Look below for the lines from the one with "catalog reference types." to the one with "Ord, Hash, Serialize, Deserialize)]", and copy exactly those lines, both ends included.

+++

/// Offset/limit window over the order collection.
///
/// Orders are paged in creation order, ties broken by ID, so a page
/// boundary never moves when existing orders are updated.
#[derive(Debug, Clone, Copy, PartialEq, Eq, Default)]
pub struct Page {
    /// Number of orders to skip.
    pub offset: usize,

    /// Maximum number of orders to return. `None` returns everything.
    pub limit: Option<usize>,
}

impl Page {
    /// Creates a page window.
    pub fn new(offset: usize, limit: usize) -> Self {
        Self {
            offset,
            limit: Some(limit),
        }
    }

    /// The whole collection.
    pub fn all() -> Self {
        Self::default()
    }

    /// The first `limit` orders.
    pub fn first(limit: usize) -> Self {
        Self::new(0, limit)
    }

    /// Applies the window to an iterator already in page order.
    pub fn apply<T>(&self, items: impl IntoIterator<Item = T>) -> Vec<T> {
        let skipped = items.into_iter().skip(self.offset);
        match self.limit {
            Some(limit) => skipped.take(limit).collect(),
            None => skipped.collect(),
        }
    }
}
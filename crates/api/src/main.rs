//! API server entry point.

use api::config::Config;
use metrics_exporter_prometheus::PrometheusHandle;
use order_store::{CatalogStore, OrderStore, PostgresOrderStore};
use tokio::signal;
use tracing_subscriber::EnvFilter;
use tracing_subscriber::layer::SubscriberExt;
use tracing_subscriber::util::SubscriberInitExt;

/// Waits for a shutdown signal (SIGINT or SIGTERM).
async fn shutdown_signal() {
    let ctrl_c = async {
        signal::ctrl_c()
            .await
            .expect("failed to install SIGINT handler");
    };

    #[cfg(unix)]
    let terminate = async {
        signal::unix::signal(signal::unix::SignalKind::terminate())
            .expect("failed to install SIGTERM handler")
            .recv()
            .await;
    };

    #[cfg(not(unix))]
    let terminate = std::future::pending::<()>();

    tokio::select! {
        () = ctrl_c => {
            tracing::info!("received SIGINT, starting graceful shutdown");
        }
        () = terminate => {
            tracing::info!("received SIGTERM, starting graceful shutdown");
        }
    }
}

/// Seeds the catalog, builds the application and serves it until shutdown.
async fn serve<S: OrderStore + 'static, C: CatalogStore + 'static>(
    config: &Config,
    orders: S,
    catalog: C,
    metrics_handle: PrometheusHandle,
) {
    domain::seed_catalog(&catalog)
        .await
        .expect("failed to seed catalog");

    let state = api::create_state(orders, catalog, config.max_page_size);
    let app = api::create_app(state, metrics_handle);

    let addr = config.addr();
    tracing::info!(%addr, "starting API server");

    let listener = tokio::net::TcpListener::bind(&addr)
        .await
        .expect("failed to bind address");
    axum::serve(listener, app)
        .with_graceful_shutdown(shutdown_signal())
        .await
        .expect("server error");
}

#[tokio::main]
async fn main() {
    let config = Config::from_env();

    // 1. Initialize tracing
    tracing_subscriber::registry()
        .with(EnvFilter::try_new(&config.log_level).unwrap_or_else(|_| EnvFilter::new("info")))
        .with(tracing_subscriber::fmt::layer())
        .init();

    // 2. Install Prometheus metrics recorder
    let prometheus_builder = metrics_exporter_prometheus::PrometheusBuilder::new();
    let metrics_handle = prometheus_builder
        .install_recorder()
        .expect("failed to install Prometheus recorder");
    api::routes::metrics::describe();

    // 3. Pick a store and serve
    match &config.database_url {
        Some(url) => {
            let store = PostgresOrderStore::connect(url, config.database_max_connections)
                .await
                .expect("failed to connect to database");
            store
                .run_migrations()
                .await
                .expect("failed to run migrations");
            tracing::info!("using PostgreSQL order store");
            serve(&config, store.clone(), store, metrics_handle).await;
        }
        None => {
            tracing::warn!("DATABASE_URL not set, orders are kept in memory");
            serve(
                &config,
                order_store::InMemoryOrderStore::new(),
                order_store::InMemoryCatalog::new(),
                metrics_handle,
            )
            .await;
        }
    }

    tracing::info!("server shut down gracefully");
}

+++

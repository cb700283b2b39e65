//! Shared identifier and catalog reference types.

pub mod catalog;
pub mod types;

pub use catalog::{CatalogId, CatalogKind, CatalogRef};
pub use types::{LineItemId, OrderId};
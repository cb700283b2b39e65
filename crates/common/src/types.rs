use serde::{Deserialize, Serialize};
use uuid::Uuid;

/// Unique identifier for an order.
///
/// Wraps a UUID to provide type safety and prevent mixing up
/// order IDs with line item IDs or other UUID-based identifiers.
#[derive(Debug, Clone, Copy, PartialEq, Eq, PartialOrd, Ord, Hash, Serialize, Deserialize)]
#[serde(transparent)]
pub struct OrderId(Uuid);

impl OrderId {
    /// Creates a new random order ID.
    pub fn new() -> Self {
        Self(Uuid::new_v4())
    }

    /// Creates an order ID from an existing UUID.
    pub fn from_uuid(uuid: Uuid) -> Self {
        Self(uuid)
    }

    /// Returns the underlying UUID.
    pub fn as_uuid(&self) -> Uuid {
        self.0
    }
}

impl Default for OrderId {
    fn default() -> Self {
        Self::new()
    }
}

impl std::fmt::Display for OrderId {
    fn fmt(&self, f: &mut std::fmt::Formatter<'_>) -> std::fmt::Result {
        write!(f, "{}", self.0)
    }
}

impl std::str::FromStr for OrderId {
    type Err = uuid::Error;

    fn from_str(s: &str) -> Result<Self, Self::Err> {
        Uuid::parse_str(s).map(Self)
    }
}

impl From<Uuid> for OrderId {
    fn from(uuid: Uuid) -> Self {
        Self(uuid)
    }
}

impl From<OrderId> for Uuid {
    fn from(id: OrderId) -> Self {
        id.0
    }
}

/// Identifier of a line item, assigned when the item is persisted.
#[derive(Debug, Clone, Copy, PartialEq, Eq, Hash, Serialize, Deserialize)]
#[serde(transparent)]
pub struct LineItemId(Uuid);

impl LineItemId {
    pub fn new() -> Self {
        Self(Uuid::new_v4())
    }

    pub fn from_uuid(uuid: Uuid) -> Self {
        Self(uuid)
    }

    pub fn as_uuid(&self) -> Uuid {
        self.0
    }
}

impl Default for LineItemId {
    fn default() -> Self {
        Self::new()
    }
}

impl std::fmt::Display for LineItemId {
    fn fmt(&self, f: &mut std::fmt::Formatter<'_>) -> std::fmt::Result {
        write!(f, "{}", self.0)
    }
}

+++

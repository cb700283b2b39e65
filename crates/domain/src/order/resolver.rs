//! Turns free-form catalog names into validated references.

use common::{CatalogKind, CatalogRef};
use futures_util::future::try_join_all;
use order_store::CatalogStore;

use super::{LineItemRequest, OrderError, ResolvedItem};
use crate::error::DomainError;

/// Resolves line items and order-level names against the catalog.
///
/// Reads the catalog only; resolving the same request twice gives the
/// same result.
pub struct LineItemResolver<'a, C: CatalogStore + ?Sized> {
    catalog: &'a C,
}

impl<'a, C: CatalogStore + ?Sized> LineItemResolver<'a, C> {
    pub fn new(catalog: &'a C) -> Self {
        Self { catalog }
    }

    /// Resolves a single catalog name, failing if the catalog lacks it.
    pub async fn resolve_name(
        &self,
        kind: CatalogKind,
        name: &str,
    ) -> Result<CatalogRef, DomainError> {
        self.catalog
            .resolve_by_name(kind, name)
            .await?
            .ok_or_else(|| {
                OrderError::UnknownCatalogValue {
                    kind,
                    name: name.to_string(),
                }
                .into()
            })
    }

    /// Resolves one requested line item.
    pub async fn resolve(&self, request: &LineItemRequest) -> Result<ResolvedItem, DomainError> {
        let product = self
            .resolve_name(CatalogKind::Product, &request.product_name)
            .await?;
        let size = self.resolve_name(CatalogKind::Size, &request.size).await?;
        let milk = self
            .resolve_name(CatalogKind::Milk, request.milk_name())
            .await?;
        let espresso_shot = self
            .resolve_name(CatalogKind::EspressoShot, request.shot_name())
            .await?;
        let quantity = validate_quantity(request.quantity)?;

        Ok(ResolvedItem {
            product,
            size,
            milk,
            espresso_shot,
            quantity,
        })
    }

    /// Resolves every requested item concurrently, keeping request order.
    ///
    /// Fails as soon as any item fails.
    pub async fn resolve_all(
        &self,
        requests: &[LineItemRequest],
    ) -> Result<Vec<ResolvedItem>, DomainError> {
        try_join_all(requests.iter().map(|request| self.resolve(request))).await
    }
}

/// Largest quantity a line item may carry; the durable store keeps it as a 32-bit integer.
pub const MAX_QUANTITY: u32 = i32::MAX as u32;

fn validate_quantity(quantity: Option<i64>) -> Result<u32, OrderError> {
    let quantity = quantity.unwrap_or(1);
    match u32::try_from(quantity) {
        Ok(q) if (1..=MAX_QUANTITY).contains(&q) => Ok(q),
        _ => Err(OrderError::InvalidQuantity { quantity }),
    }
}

+++

Reply to the exercise:
//! Shared identifier and catalog reference types.

pub mod catalog;
pub mod types;

pub use catalog::{CatalogId, CatalogKind, CatalogRef};
pub use types::{LineItemId, OrderId};
repository cb700283b2b39e65
filename crates/common/src/types.rs
use serde::{Deserialize, Serialize};
use uuid::Uuid;

/// Unique identifier for an order.
///
/// Wraps a UUID to provide type safety and prevent mixing up
/// order IDs with line item IDs or other UUID-based identifiers.
#[derive(Debug, Clone, Copy, PartialEq, Eq, PartialOrd, Ord, Hash, Serialize, Deserialize)]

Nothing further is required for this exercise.